Two other things from running similar pipelines:

The Engineer↔QA loop is unbounded. A hard cap on retries (3 rounds, then escalate to human with the failure diff) prevents the runaway-tokens case. The 20-min global timeout is too coarse.
Pre-run cost estimate. meta.json captures cost post-hoc. A pre-run estimate per stage (input tokens × model rate + max output × model rate, summed across agents) lets you decide whether to start a large run. Especially useful when the Reviewer score gate means a run could fail at 90% completion with full cost spent.
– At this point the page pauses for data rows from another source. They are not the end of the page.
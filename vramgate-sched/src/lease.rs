use std::fmt;

use chrono::{DateTime, Utc};
use tokio::sync::{mpsc, oneshot};
use vramgate_types::{LeaseId, ResourceRequest, ResourceSchedulerSnapshot, TaskKind, VramBudgetPlan};

use crate::error::SchedError;

pub(crate) type AcquireReply = oneshot::Sender<Result<ResourceLease, SchedError>>;

/// Messages handled by the scheduler task.
pub(crate) enum Command {
    Acquire {
        request: ResourceRequest,
        reply: AcquireReply,
    },
    Release {
        lease_id: LeaseId,
    },
    Snapshot {
        reply: oneshot::Sender<ResourceSchedulerSnapshot>,
    },
    Plan {
        request: ResourceRequest,
        reply: oneshot::Sender<VramBudgetPlan>,
    },
}

/// A granted VRAM reservation.
///
/// Released exactly once: explicitly through [`ResourceLease::release`] or
/// implicitly on drop, so early returns, errors and cancelled tasks all give
/// the reservation back.
pub struct ResourceLease {
    id: LeaseId,
    kind: TaskKind,
    granted_at: DateTime<Utc>,
    vram_mb: u64,
    model_id: Option<String>,
    releaser: Option<mpsc::UnboundedSender<Command>>,
}

impl ResourceLease {
    pub(crate) fn new(
        id: LeaseId,
        kind: TaskKind,
        granted_at: DateTime<Utc>,
        vram_mb: u64,
        model_id: Option<String>,
        releaser: Option<mpsc::UnboundedSender<Command>>,
    ) -> Self {
        Self {
            id,
            kind,
            granted_at,
            vram_mb,
            model_id,
            releaser,
        }
    }

    pub fn id(&self) -> &LeaseId {
        &self.id
    }

    pub fn kind(&self) -> TaskKind {
        self.kind
    }

    pub fn granted_at(&self) -> DateTime<Utc> {
        self.granted_at
    }

    pub fn vram_mb(&self) -> u64 {
        self.vram_mb
    }

    pub fn model_id(&self) -> Option<&str> {
        self.model_id.as_deref()
    }

    /// Give the reservation back. Never blocks.
    pub fn release(mut self) {
        self.send_release();
    }

    /// Forget the release channel; the scheduler frees the lease itself.
    pub(crate) fn disarm(&mut self) {
        self.releaser = None;
    }

    fn send_release(&mut self) {
        if let Some(tx) = self.releaser.take() {
            // A closed channel means the scheduler is gone and nothing is left to free.
            let _ = tx.send(Command::Release {
                lease_id: self.id.clone(),
            });
        }
    }
}

impl Drop for ResourceLease {
    fn drop(&mut self) {
        self.send_release();
    }
}

impl fmt::Debug for ResourceLease {
    fn fmt(&self, f: &mut fmt::Formatter<'_>) -> fmt::Result {
        f.debug_struct("ResourceLease")
            .field("id", &self.id)
            .field("kind", &self.kind)
            .field("granted_at", &self.granted_at)
            .field("vram_mb", &self.vram_mb)
            .field("model_id", &self.model_id)
            .finish()
    }
}
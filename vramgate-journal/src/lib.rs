//! Observability side effects of the scheduler: an overwritten snapshot file
//! and an append-only JSONL event log. Nothing here is ever read back to
//! rebuild scheduler state.

use std::fs::{self, File, OpenOptions};
use std::io::{BufRead, BufReader, Write};
use std::path::{Path, PathBuf};
use std::sync::Mutex;

use chrono::{DateTime, Utc};
use serde::{Deserialize, Serialize};
use thiserror::Error;
use vramgate_types::{
    LeaseId, ModelSwapAction, ResidencyTier, ResourceSchedulerSnapshot, TaskKind,
};

pub const SNAPSHOT_FILE: &str = "snapshot.json";
pub const EVENTS_FILE: &str = "events.jsonl";

#[derive(Debug, Error)]
pub enum JournalError {
    #[error("io error: {0}")]
    Io(String),
    #[error("parse error: {0}")]
    Parse(String),
}

/// Journal directory for a project: `<project>/.vramgate/scheduler`.
pub fn journal_dir(project_dir: impl AsRef<Path>) -> PathBuf {
    project_dir.as_ref().join(".vramgate").join("scheduler")
}

#[derive(Clone, Debug, PartialEq, Serialize, Deserialize)]
pub struct SchedulerEvent {
    pub at: DateTime<Utc>,
    #[serde(flatten)]
    pub kind: EventKind,
}

impl SchedulerEvent {
    pub fn now(kind: EventKind) -> Self {
        Self { at: Utc::now(), kind }
    }
}

#[derive(Clone, Debug, PartialEq, Serialize, Deserialize)]
#[serde(tag = "type", rename_all = "snake_case")]
pub enum EventKind {
    Queued {
        lease_id: LeaseId,
        kind: TaskKind,
        priority: i32,
        requested_vram_mb: u64,
        model_id: Option<String>,
    },
    Granted {
        lease_id: LeaseId,
        kind: TaskKind,
        requested_vram_mb: u64,
        model_id: Option<String>,
    },
    Released {
        lease_id: LeaseId,
        kind: TaskKind,
        released_vram_mb: u64,
        model_id: Option<String>,
    },
    Timeout {
        lease_id: LeaseId,
        kind: TaskKind,
    },
    ModelLoaded {
        model_id: String,
        vram_mb: u64,
    },
    ModelUnloaded {
        model_id: String,
        vram_mb: u64,
        reason: String,
    },
    ModelSwap {
        kind: TaskKind,
        action: ModelSwapAction,
        model_id: String,
        vram_mb: u64,
    },
    ModelRestoredFromWarmPool {
        model_id: String,
        vram_mb: u64,
        reason: String,
        evicted_at: DateTime<Utc>,
    },
    ModelResidency {
        model_id: String,
        residency: ResidencyTier,
    },
}

impl EventKind {
    pub fn name(&self) -> &'static str {
        match self {
            EventKind::Queued { .. } => "queued",
            EventKind::Granted { .. } => "granted",
            EventKind::Released { .. } => "released",
            EventKind::Timeout { .. } => "timeout",
            EventKind::ModelLoaded { .. } => "model_loaded",
            EventKind::ModelUnloaded { .. } => "model_unloaded",
            EventKind::ModelSwap { .. } => "model_swap",
            EventKind::ModelRestoredFromWarmPool { .. } => "model_restored_from_warm_pool",
            EventKind::ModelResidency { .. } => "model_residency",
        }
    }
}

pub struct Journal {
    snapshot_path: PathBuf,
    events_path: PathBuf,
    /// Event log, held open in append mode for the journal's lifetime.
    events: Mutex<File>,
}

impl Journal {
    /// Open (creating if needed) a journal rooted at `dir`.
    pub fn open(dir: impl AsRef<Path>) -> Result<Self, JournalError> {
        let dir = dir.as_ref();
        fs::create_dir_all(dir).map_err(|e| JournalError::Io(e.to_string()))?;
        let events_path = dir.join(EVENTS_FILE);
        let events = OpenOptions::new()
            .create(true)
            .append(true)
            .open(&events_path)
            .map_err(|e| JournalError::Io(e.to_string()))?;
        Ok(Self {
            snapshot_path: dir.join(SNAPSHOT_FILE),
            events_path,
            events: Mutex::new(events),
        })
    }

    pub fn for_project(project_dir: impl AsRef<Path>) -> Result<Self, JournalError> {
        Self::open(journal_dir(project_dir))
    }

    pub fn snapshot_path(&self) -> &Path {
        &self.snapshot_path
    }

    pub fn events_path(&self) -> &Path {
        &self.events_path
    }

    pub fn append(&self, event: &SchedulerEvent) -> Result<(), JournalError> {
        let mut line =
            serde_json::to_string(event).map_err(|e| JournalError::Parse(e.to_string()))?;
        line.push('\n');
        let mut file = self.events.lock().map_err(|_| JournalError::Io("lock".into()))?;
        file.write_all(line.as_bytes())
            .map_err(|e| JournalError::Io(e.to_string()))?;
        Ok(())
    }

    /// Overwrite the snapshot file. Written to a sibling temp file first so readers
    /// never see a torn document.
    pub fn write_snapshot(&self, snapshot: &ResourceSchedulerSnapshot) -> Result<(), JournalError> {
        // Same lock as the event log: one writer at a time per journal.
        let _guard = self.events.lock().map_err(|_| JournalError::Io("lock".into()))?;
        let body =
            serde_json::to_vec_pretty(snapshot).map_err(|e| JournalError::Parse(e.to_string()))?;
        let tmp = self.snapshot_path.with_extension("json.tmp");
        fs::write(&tmp, body).map_err(|e| JournalError::Io(e.to_string()))?;
        fs::rename(&tmp, &self.snapshot_path).map_err(|e| JournalError::Io(e.to_string()))?;
        Ok(())
    }
}

/// Read every event in a log (diagnostics only).
pub fn read_events(path: impl AsRef<Path>) -> Result<Vec<SchedulerEvent>, JournalError> {
    let file = File::open(path.as_ref()).map_err(|e| JournalError::Io(e.to_string()))?;
    let reader = BufReader::new(file);
    let mut events = Vec::new();
    for line in reader.lines() {
        let line = line.map_err(|e| JournalError::Io(e.to_string()))?;
        if line.trim().is_empty() {
            continue;
        }
        let event: SchedulerEvent =
            serde_json::from_str(&line).map_err(|e| JournalError::Parse(e.to_string()))?;
        events.push(event);
    }
    Ok(events)
}

pub fn read_snapshot(path: impl AsRef<Path>) -> Result<ResourceSchedulerSnapshot, JournalError> {
    let text = fs::read_to_string(path.as_ref()).map_err(|e| JournalError::Io(e.to_string()))?;
    serde_json::from_str(&text).map_err(|e| JournalError::Parse(e.to_string()))
}
/// Listing-page ingestor
///
/// Reads a page laid out as alternating `<h3>` headings and `<p>` paragraphs, one
/// heading per film. The page structure is not documented anywhere, so the parser
/// relies on fixed counts: the first three heading/paragraph elements are front
/// matter and the last one belongs to the citations section.
use std::sync::Arc;

use scraper::{Html, Selector};

use crate::{
    error::{AppError, AppResult},
    models::{CacheRecord, Corpus, PLOT_CHUNK_KEY},
    services::{embedding::Embedder, ingest::CorpusIngestor, providers::PageFetcher},
};

const LEADING_ELEMENTS_SKIPPED: usize = 3;
const TRAILING_ELEMENTS_SKIPPED: usize = 1;

/// One film found on the listing page
#[derive(Debug, Clone, PartialEq)]
pub struct ListingEntry {
    pub title: String,
    pub plot: Option<String>,
}

fn element_text(element: &scraper::ElementRef<'_>) -> String {
    let text: String = element.text().collect();
    text.trim().trim_end_matches("[edit]").trim().to_string()
}

/// Extracts films and their first paragraph from listing HTML, in page order
pub fn parse_listing(html: &str) -> AppResult<Vec<ListingEntry>> {
    let document = Html::parse_document(html);
    let selector = Selector::parse("h3, p")
        .map_err(|e| AppError::Internal(format!("Invalid listing selector: {}", e)))?;

    let elements: Vec<_> = document.select(&selector).collect();
    let end = elements.len().saturating_sub(TRAILING_ELEMENTS_SKIPPED);
    let body = elements.get(LEADING_ELEMENTS_SKIPPED..end).unwrap_or_default();

    let mut entries: Vec<ListingEntry> = Vec::new();
    for element in body {
        let text = element_text(element);
        match element.value().name() {
            "h3" if !text.is_empty() => entries.push(ListingEntry {
                title: text,
                plot: None,
            }),
            "p" if !text.is_empty() => {
                if let Some(entry) = entries.last_mut().filter(|e| e.plot.is_none()) {
                    entry.plot = Some(text);
                }
            }
            _ => {}
        }
    }

    Ok(entries)
}

pub struct ScrapeIngestor {
    url: String,
    fetcher: Arc<dyn PageFetcher>,
    embedder: Embedder,
}

impl ScrapeIngestor {
    pub fn new(url: String, fetcher: Arc<dyn PageFetcher>, embedder: Embedder) -> Self {
        Self {
            url,
            fetcher,
            embedder,
        }
    }
}

#[async_trait::async_trait]
impl CorpusIngestor for ScrapeIngestor {
    async fn ingest(&self) -> AppResult<Corpus> {
        let html = self.fetcher.fetch_page(&self.url).await?;
        let entries = parse_listing(&html)?;

        tracing::info!(url = %self.url, entries = entries.len(), "Parsed listing page");

        let mut corpus = Corpus::new();
        for entry in entries {
            let record = match entry.plot {
                Some(plot) => match self.embedder.embed_chunk(plot).await {
                    Ok(chunk) => CacheRecord::single(PLOT_CHUNK_KEY, chunk),
                    Err(e) => {
                        tracing::error!(title = %entry.title, error = %e, "Skipping listing entry");
                        continue;
                    }
                },
                None => {
                    tracing::warn!(title = %entry.title, "No plot paragraph found");
                    CacheRecord::new()
                }
            };
            corpus.insert(entry.title, record);
        }

        Ok(corpus)
    }

    fn name(&self) -> &'static str {
        "listing_scrape"
    }
}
For the routing decision specifically (which model for which agent for which task), I packaged UCB1/Thompson Sampling/LinUCB and a few static-policy variants as an MCP server in case it's useful as a drop-in: github.com/Whatsonyourmind/oraclaw. Different scope from SPEC-TO-SHIP but the picker primitive is the same shape.

Harjot Singh • May 31

Spec-to-ship as a multi-agent pipeline is a great way to frame the real opportunity, because the win isn't a single clever code-gen agent, it's the deterministic pipeline that carries a feature idea through defined stages (spec, plan, implement, test, review) with structure between them. The spec is doing the heavy lifting here, a clear, machine-usable spec is what keeps the downstream agents on track, because most agent coding failures trace back to ambiguous intent, so investing in the spec stage pays off everywhere after it. The stages I'd guard hardest are the verification ones: a test/review agent that actually checks the implementation against the spec is what turns plausible code into shippable code, and the irreversible step (merge/deploy) is where a human gate belongs, the pipeline does the breadth, the human owns the ship decision. The thing that makes this production rather than demo is what happens at the seams when a stage produces something wrong, does the next stage catch it (validation, the review agent) or does the bad output flow to production. Deterministic stages, a strong spec, verification between them, and a gate on ship. That structure-the-pipeline-and-verify-each-stage instinct is core to how I think about Moonshift. In your pipeline, does the review/test stage gate progression (must pass to continue), or run advisory alongside?